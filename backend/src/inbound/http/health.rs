//! Liveness and readiness probes for orchestrators and load balancers.

use std::sync::atomic::{AtomicBool, Ordering};

use actix_web::{HttpResponse, get, http::header, web};

/// Shared readiness and liveness flags.
///
/// The server starts live but not ready; it is marked ready once the
/// listener is bound and marked unhealthy when draining.
pub struct HealthState {
    ready: AtomicBool,
    live: AtomicBool,
}

impl Default for HealthState {
    fn default() -> Self {
        Self {
            ready: AtomicBool::new(false),
            live: AtomicBool::new(true),
        }
    }
}

impl HealthState {
    /// Create a state that is live but not yet ready.
    #[must_use]
    pub fn new() -> Self {
        Self::default()
    }

    /// Mark the service as ready.
    pub fn mark_ready(&self) {
        self.ready.store(true, Ordering::Release);
    }

    /// Make liveness probes fail so orchestrators stop routing traffic.
    pub fn mark_unhealthy(&self) {
        self.live.store(false, Ordering::Release);
    }

    /// Whether the server accepts traffic.
    #[must_use]
    pub fn is_ready(&self) -> bool {
        self.ready.load(Ordering::Acquire)
    }

    /// Whether the process should be considered alive.
    #[must_use]
    pub fn is_alive(&self) -> bool {
        self.live.load(Ordering::Acquire)
    }
}

fn probe_response(probe_ok: bool) -> HttpResponse {
    let mut response = if probe_ok {
        HttpResponse::Ok()
    } else {
        HttpResponse::ServiceUnavailable()
    };
    response
        .insert_header((header::CACHE_CONTROL, "no-store"))
        .finish()
}

/// Readiness probe: 200 once the server handles traffic, 503 before.
#[utoipa::path(
    get,
    path = "/health/ready",
    tags = ["health"],
    responses(
        (status = 200, description = "Server is ready to handle traffic"),
        (status = 503, description = "Server is not ready")
    )
)]
#[get("/health/ready")]
pub async fn ready(state: web::Data<HealthState>) -> HttpResponse {
    probe_response(state.is_ready())
}

/// Liveness probe: 200 while alive, 503 once draining.
#[utoipa::path(
    get,
    path = "/health/live",
    tags = ["health"],
    responses(
        (status = 200, description = "Server is alive"),
        (status = 503, description = "Server is shutting down")
    )
)]
#[get("/health/live")]
pub async fn live(state: web::Data<HealthState>) -> HttpResponse {
    probe_response(state.is_alive())
}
☆ ☆ ☆ ☆ ☆ ☆ ☆
■ **What is being asked**
Select and copy every line of the listing with the word "path".

■ **Answer for the task**
#[utoipa::path(
    path = "/health/ready",
#[utoipa::path(
    path = "/health/live",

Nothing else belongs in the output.